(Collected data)
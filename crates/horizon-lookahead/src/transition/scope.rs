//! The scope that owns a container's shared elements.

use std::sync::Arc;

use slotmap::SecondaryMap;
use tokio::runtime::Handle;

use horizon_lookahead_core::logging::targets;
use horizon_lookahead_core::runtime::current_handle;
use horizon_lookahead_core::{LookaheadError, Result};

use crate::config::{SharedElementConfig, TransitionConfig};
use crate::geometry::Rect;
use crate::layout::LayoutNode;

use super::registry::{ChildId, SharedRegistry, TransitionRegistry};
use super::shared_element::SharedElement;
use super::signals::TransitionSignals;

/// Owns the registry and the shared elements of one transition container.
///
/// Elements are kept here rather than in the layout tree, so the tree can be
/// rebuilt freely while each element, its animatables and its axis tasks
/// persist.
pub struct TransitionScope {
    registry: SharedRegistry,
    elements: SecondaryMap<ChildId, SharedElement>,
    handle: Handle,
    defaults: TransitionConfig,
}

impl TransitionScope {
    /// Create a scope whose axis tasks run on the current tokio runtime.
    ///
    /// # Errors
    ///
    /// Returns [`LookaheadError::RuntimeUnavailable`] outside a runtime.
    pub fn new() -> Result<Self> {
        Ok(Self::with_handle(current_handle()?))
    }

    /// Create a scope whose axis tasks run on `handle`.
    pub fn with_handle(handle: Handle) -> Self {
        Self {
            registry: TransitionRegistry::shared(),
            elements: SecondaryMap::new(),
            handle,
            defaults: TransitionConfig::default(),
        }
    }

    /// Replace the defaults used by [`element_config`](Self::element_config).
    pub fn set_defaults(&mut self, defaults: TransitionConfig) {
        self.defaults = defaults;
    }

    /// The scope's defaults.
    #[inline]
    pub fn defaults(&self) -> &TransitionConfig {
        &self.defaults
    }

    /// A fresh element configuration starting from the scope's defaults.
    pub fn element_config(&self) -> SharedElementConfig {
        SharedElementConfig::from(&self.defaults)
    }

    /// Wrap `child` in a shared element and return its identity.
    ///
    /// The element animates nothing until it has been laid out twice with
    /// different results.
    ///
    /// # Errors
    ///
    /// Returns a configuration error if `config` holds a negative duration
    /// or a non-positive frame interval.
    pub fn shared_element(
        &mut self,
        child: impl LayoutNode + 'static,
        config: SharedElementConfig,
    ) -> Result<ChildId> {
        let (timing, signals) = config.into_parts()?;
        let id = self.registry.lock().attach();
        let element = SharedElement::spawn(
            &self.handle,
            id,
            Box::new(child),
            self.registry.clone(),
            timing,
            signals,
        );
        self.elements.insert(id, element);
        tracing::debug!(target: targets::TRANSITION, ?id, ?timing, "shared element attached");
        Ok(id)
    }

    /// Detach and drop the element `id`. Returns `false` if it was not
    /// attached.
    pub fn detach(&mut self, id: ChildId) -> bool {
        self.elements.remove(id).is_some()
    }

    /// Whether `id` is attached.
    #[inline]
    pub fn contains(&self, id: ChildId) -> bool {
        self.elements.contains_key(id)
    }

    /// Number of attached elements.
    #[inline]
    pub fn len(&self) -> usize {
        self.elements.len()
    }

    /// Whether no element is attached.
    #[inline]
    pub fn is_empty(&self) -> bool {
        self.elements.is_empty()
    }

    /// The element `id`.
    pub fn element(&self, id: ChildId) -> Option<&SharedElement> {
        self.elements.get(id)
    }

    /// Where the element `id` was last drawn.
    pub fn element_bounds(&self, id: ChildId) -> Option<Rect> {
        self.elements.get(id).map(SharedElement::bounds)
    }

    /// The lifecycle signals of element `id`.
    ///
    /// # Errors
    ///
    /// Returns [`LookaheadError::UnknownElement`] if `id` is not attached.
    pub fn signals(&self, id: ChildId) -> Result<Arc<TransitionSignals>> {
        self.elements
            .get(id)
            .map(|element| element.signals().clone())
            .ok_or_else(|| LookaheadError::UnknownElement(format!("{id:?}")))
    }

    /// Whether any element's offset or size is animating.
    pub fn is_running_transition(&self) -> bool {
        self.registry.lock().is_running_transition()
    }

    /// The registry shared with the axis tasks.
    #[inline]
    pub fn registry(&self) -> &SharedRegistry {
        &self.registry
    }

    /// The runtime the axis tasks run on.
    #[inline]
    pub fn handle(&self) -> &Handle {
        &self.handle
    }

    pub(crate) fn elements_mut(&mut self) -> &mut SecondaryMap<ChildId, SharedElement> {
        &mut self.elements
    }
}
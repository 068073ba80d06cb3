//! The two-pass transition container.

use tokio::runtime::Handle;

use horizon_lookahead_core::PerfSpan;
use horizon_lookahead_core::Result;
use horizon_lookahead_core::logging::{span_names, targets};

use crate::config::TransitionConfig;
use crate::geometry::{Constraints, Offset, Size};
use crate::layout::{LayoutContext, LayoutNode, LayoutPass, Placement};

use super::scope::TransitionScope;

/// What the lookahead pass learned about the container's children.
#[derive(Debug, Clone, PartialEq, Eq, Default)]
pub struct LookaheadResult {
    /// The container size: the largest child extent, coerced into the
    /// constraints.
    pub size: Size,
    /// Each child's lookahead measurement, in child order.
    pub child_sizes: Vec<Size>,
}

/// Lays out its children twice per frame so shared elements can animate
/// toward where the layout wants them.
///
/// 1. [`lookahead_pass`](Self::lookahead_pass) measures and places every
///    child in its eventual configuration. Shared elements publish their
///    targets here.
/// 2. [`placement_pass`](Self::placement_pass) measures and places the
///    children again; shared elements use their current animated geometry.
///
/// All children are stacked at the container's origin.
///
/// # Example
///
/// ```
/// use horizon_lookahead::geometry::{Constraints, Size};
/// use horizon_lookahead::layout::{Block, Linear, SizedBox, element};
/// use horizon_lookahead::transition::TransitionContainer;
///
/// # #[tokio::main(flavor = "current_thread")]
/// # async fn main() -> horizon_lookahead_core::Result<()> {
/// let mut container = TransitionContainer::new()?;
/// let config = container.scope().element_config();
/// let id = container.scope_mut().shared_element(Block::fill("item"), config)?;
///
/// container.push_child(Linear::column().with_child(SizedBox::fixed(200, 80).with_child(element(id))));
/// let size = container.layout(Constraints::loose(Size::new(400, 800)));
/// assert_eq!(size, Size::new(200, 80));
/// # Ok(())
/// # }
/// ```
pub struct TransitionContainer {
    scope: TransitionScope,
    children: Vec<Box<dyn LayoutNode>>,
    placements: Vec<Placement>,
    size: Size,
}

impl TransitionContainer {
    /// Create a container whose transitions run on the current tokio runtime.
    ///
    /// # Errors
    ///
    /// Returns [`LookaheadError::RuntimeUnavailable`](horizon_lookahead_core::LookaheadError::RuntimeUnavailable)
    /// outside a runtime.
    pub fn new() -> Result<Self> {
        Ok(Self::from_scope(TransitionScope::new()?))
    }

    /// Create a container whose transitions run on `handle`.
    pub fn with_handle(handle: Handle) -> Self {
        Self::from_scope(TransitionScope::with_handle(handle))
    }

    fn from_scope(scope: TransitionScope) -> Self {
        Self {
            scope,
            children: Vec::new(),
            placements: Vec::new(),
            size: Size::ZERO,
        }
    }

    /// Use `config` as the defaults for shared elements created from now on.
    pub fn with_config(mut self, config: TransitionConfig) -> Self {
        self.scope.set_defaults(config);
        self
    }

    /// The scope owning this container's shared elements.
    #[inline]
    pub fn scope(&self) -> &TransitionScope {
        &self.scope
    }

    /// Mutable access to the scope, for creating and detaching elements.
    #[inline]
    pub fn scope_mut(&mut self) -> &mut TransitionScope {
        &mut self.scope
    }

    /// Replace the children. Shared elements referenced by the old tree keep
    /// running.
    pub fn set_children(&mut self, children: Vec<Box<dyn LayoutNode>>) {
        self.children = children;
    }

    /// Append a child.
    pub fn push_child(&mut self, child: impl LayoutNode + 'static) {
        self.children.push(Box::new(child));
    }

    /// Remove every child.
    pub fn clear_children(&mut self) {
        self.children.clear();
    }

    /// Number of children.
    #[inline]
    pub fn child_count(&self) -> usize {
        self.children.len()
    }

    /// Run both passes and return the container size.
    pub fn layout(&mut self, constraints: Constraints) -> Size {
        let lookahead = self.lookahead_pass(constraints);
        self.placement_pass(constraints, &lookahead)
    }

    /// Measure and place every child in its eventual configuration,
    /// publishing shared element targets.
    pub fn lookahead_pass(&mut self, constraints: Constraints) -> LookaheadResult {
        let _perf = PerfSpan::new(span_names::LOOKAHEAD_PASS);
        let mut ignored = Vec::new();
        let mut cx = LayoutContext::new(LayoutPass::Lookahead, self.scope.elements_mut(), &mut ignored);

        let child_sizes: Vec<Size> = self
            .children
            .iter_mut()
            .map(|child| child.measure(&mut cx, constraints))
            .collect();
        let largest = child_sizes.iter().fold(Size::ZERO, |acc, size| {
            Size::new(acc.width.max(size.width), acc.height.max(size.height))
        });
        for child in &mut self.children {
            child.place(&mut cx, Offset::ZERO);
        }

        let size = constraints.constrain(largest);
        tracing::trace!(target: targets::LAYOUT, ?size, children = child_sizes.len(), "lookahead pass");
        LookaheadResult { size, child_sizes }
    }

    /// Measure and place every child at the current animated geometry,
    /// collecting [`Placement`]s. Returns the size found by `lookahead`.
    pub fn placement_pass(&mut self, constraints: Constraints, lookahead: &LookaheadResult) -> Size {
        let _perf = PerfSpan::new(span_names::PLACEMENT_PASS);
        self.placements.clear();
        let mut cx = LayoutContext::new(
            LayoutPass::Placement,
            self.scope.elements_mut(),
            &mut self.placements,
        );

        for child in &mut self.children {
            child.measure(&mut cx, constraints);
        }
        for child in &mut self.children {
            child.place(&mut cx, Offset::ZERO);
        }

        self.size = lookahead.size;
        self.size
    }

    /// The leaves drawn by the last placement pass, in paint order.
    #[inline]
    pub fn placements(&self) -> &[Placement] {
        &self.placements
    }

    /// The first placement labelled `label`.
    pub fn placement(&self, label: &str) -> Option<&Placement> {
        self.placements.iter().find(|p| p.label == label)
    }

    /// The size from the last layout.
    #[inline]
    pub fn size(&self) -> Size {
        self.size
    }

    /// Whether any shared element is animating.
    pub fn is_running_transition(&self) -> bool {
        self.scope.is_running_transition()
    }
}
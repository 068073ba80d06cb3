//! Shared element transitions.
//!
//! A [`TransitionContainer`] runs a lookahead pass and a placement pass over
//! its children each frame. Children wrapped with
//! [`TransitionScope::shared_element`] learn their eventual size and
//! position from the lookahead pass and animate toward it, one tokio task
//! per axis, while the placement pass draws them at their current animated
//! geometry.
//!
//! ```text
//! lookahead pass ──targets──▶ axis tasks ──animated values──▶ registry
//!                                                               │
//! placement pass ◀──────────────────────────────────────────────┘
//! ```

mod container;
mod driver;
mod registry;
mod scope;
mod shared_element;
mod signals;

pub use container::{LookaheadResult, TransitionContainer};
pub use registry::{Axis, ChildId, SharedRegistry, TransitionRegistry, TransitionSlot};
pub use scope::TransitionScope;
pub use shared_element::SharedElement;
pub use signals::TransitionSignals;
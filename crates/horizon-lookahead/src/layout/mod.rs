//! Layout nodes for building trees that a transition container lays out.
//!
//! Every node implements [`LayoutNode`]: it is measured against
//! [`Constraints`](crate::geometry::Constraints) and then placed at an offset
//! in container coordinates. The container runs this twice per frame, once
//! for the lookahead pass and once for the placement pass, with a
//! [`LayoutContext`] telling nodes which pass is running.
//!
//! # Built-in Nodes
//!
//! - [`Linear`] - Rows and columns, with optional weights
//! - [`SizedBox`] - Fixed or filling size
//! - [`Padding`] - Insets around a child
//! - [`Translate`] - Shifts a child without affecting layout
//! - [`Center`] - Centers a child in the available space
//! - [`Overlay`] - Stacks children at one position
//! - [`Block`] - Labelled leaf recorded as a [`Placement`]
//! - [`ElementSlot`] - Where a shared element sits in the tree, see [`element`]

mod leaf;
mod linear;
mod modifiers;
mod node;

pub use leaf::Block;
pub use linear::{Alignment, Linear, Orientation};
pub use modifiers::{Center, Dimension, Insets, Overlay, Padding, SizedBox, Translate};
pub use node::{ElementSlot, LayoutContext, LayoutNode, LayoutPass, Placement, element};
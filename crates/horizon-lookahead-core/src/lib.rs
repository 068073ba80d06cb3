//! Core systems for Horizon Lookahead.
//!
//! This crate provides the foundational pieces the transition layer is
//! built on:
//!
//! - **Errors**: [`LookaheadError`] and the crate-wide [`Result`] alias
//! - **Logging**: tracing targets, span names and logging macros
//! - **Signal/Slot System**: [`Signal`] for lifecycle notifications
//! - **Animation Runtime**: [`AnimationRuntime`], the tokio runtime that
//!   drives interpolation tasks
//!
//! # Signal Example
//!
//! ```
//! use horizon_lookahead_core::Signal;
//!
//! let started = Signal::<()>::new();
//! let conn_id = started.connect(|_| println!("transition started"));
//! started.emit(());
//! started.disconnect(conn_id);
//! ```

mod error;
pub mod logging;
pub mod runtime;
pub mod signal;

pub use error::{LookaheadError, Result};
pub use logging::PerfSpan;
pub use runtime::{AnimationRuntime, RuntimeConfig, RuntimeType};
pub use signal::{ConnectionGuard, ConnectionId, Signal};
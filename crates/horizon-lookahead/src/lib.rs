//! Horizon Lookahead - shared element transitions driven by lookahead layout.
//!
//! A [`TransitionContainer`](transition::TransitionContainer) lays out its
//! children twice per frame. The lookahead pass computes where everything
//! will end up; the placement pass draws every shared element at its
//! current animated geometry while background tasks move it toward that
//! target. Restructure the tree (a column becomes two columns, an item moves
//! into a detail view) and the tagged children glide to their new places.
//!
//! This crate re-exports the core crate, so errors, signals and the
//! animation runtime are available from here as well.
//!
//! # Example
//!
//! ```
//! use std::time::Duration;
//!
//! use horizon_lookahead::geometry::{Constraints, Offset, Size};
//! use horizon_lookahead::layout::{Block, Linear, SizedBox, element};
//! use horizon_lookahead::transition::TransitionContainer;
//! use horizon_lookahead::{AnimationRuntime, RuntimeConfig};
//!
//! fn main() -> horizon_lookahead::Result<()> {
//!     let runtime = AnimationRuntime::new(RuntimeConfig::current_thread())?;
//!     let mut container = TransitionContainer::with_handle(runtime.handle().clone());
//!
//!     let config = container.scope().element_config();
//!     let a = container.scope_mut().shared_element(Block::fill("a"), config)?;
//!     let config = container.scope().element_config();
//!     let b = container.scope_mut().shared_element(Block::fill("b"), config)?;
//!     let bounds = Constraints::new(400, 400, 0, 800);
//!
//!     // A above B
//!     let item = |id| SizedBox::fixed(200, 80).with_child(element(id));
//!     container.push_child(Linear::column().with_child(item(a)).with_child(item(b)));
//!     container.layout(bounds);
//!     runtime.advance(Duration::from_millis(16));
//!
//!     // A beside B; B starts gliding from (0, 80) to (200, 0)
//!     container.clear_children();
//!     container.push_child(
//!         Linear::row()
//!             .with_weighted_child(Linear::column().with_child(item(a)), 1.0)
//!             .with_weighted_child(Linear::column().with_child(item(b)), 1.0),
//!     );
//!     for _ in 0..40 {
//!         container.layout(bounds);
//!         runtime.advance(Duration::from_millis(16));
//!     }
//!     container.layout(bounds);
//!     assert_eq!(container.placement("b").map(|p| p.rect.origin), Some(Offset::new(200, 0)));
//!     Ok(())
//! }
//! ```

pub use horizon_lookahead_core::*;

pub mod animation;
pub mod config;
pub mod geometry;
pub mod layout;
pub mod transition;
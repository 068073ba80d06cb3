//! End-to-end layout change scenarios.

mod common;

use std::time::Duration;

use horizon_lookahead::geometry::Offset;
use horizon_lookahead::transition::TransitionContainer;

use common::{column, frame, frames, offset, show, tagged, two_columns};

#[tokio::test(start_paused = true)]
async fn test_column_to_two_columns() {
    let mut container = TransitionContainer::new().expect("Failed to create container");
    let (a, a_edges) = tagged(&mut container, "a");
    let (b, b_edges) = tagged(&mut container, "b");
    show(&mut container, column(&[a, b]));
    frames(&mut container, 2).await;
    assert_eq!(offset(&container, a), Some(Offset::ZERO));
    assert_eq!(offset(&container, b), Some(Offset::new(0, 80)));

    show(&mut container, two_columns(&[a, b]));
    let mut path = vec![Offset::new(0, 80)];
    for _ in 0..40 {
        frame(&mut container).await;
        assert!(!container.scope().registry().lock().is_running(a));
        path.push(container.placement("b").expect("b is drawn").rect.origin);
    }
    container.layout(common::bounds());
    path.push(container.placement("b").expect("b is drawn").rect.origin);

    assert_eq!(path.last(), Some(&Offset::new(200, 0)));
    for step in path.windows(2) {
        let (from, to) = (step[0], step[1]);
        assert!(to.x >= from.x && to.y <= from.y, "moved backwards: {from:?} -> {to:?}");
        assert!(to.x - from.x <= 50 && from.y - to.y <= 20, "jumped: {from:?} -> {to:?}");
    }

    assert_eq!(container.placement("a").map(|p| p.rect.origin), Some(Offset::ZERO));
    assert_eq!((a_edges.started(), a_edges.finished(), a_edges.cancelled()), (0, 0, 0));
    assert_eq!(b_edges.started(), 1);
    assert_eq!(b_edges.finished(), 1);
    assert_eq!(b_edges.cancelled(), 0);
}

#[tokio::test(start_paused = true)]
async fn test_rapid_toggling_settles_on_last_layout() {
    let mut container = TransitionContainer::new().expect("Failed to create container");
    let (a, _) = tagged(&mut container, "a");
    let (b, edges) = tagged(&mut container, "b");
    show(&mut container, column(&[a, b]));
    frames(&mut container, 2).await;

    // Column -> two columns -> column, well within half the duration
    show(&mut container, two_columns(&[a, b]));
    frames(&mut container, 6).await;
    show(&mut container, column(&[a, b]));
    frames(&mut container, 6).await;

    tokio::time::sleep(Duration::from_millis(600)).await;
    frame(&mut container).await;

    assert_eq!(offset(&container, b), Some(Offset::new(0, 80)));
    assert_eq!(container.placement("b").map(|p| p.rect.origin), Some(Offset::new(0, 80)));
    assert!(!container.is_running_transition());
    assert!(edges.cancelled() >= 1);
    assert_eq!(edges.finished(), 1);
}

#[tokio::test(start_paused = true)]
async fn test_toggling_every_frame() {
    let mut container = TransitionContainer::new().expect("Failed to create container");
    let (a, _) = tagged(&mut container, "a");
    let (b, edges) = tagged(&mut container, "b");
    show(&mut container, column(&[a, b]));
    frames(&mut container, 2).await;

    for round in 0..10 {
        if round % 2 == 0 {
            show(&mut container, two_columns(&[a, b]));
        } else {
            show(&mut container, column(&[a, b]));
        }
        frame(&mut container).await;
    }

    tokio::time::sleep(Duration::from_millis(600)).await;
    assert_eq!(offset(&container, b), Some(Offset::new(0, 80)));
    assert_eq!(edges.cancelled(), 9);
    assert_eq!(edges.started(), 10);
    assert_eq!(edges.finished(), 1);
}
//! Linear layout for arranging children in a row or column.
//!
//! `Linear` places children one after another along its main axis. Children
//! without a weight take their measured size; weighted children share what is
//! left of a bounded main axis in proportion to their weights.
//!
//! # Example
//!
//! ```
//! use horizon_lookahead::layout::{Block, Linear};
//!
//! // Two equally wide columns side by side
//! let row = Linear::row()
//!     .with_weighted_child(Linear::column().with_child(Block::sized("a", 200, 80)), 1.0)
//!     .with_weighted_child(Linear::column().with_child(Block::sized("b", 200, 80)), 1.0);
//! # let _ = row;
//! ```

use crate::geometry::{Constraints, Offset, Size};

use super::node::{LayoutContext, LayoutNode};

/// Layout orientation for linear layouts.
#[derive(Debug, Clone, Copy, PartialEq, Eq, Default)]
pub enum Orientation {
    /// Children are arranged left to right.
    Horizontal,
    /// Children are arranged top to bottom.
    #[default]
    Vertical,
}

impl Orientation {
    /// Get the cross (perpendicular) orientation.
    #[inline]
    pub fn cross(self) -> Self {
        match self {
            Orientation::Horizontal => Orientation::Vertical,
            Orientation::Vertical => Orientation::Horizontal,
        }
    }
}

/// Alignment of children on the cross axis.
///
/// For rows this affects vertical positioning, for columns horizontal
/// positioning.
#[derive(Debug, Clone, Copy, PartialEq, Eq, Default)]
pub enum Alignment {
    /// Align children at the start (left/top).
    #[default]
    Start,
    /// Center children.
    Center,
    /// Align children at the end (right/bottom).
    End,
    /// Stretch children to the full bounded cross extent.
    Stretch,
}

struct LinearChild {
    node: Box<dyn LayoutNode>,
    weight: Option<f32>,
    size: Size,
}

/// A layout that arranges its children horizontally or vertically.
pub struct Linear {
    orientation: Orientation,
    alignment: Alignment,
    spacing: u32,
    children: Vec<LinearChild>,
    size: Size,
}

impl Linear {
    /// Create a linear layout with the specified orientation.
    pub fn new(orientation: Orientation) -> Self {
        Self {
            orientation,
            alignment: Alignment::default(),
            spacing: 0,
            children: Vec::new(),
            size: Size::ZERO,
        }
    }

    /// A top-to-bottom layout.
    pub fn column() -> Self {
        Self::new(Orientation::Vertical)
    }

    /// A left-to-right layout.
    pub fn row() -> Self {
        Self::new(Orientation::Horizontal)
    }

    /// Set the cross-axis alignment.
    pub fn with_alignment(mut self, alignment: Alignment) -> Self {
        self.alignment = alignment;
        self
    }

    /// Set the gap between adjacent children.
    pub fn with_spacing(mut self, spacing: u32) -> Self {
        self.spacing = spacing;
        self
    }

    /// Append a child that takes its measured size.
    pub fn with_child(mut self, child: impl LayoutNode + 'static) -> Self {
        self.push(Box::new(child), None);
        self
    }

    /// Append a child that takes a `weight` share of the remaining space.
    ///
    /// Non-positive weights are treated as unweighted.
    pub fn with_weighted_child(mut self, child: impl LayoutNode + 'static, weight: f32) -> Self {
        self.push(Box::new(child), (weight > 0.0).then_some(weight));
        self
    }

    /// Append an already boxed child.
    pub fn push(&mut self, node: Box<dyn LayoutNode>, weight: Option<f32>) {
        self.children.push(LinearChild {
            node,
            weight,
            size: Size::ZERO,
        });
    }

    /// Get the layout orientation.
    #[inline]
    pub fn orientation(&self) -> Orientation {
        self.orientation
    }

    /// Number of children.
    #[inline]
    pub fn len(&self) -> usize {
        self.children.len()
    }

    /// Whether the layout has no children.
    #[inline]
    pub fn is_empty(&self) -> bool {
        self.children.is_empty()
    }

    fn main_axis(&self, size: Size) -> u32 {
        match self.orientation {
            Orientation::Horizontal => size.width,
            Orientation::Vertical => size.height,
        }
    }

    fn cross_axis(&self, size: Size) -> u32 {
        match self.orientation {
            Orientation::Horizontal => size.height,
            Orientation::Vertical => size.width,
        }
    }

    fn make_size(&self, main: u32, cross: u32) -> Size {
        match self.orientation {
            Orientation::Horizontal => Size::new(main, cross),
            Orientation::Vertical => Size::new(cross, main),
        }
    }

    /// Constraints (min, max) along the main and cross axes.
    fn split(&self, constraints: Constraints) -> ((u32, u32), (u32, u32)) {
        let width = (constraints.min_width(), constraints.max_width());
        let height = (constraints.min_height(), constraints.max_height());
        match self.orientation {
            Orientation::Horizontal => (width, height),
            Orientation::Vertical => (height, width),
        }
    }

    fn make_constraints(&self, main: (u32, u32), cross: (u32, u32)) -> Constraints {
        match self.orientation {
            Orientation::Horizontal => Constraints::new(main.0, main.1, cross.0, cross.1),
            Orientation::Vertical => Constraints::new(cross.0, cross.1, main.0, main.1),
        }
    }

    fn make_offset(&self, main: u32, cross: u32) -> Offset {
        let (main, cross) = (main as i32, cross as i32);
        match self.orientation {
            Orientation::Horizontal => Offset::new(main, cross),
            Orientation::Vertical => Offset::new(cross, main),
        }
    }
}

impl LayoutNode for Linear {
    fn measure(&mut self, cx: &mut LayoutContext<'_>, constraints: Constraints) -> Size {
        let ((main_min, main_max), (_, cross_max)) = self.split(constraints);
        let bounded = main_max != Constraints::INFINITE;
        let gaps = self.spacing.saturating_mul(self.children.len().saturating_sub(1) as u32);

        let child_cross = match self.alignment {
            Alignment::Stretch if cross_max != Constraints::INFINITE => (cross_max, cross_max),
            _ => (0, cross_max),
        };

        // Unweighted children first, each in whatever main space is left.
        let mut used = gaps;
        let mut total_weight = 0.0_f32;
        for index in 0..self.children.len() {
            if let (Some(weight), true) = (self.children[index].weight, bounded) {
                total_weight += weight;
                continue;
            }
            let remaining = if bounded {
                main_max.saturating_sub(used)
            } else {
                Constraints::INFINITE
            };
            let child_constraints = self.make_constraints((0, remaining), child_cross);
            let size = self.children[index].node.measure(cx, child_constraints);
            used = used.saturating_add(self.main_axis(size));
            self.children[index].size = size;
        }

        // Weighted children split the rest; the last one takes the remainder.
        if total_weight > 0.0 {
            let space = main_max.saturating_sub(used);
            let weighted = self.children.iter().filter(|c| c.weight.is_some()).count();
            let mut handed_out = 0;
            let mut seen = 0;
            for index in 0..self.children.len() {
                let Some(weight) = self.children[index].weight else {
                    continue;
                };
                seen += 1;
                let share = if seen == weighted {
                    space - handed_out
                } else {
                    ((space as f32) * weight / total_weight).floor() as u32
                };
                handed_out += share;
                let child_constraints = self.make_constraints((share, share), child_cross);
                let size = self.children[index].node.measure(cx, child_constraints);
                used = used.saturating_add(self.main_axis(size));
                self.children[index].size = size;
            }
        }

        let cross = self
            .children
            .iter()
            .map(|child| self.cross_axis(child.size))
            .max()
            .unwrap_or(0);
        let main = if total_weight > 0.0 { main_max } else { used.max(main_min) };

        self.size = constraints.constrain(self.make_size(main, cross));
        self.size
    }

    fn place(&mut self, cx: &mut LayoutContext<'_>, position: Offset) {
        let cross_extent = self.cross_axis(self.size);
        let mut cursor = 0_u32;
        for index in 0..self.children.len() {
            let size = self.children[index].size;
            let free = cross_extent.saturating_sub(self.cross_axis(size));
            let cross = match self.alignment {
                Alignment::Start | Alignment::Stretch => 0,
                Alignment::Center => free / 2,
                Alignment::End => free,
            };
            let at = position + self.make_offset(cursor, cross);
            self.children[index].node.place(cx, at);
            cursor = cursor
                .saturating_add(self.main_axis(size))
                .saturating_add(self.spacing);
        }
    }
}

TASK DIRECTIONS: The word "static" appears on some lines of the data above; count those lines and give only the total.

RESULT: 4